YOUR ASSIGNMENT:
Transcribe the material from its first line onward, ending with the line that contains "mod renderer;" and adding nothing beyond it.

DATA EXCERPTS:
# # # #

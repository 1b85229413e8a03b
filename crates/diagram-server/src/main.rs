//! Diagram server - renders scruffy UML diagrams with `suml`
//!
//! Rendered PNGs are kept in a persistent, capacity-bounded cache so that
//! repeated requests for the same diagram do not run the renderer again.

mod error;
mod renderer;
mod server;
mod types;

use crate::error::{Result, ServerError};
use crate::renderer::SumlRenderer;
use crate::server::{start_server, ServerState, SharedState};
use crate::types::ServerConfig;
use diagram_cache::{DiagramCache, SlotStore};
use std::path::PathBuf;
use std::sync::Arc;
use std::time::Duration;
use tracing::{info, warn};
use tracing_subscriber::{prelude::*, EnvFilter};

#[tokio::main]
async fn main() -> Result<()> {
    // Initialize logging
    let env_filter = EnvFilter::from_default_env()
        .add_directive("diagram_server=info".parse()?)
        .add_directive("diagram_cache=info".parse()?);

    // Use JSON format for GCP Cloud Logging when LOG_FORMAT=json
    if std::env::var("LOG_FORMAT")
        .map(|v| v == "json")
        .unwrap_or(false)
    {
        tracing_subscriber::registry()
            .with(env_filter)
            .with(tracing_stackdriver::layer())
            .init();
    } else {
        tracing_subscriber::fmt().with_env_filter(env_filter).init();
    };

    info!("Starting diagram server...");

    let config = load_config()?;
    info!("Port: {}", config.port);
    info!("Cache dir: {:?}", config.cache_dir);
    info!("Cache size: {} diagrams", config.cache_size);
    info!("Renderer: {}", config.renderer_command);

    let store = SlotStore::new(
        config.cache_dir.clone(),
        &config.index_filename,
        config.cache_size,
    );
    store.init().await?;

    let index_path = store.index_path().to_path_buf();
    match store.load(&index_path).await {
        Ok(count) => info!(records = count, "Restored cache index"),
        Err(e) if e.is_not_found() => info!(path = ?index_path, "No cache index yet, starting empty"),
        Err(e) => warn!(error = %e, "Failed to load cache index, starting empty"),
    }

    let renderer = SumlRenderer::new(config.renderer_command.clone(), config.render_timeout);
    let cache = DiagramCache::new(store, Arc::new(renderer));

    let state: SharedState = Arc::new(ServerState::new(cache, config.static_dir.clone()));

    // Serve until Ctrl-C
    let served = start_server(state.clone(), config.port).await;

    info!("Flushing cache write-back queue");
    state.cache.shutdown().await;

    served.map_err(ServerError::from)
}

fn load_config() -> Result<ServerConfig> {
    let defaults = ServerConfig::default();

    let port = match std::env::var("PORT") {
        Ok(s) => parse_port(&s)?,
        Err(_) => defaults.port,
    };

    let cache_dir = std::env::var("CACHE_DIR")
        .map(PathBuf::from)
        .unwrap_or(defaults.cache_dir);

    let cache_size = match std::env::var("CACHE_SIZE") {
        Ok(s) => parse_cache_size(&s)?,
        Err(_) => defaults.cache_size,
    };

    let index_filename =
        std::env::var("CACHE_INDEX_FILENAME").unwrap_or(defaults.index_filename);

    let static_dir = std::env::var("STATIC_DIR")
        .map(PathBuf::from)
        .unwrap_or(defaults.static_dir);

    let renderer_command = std::env::var("RENDERER_COMMAND").unwrap_or(defaults.renderer_command);

    let render_timeout = std::env::var("RENDER_TIMEOUT_SECS")
        .ok()
        .and_then(|s| s.parse::<u64>().ok())
        .filter(|secs| *secs > 0)
        .map(Duration::from_secs);

    Ok(ServerConfig {
        port,
        cache_dir,
        cache_size,
        index_filename,
        static_dir,
        renderer_command,
        render_timeout,
    })
}

fn parse_port(value: &str) -> Result<u16> {
    value
        .trim()
        .parse::<u16>()
        .map_err(|e| ServerError::Config(format!("invalid PORT {:?}: {}", value, e)))
}

fn parse_cache_size(value: &str) -> Result<usize> {
    match value.trim().parse::<usize>() {
        Ok(0) => Err(ServerError::Config("CACHE_SIZE must be positive".to_string())),
        Ok(size) => Ok(size),
        Err(e) => Err(ServerError::Config(format!(
            "invalid CACHE_SIZE {:?}: {}",
            value, e
        ))),
    }
}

# # # #

RESPONSE TO THE TASK:
repository 1b85229413e8a03b
filename crates/diagram-server/src/main.rs
//! Diagram server - renders scruffy UML diagrams with `suml`
//!
//! Rendered PNGs are kept in a persistent, capacity-bounded cache so that
//! repeated requests for the same diagram do not run the renderer again.

mod error;
mod renderer;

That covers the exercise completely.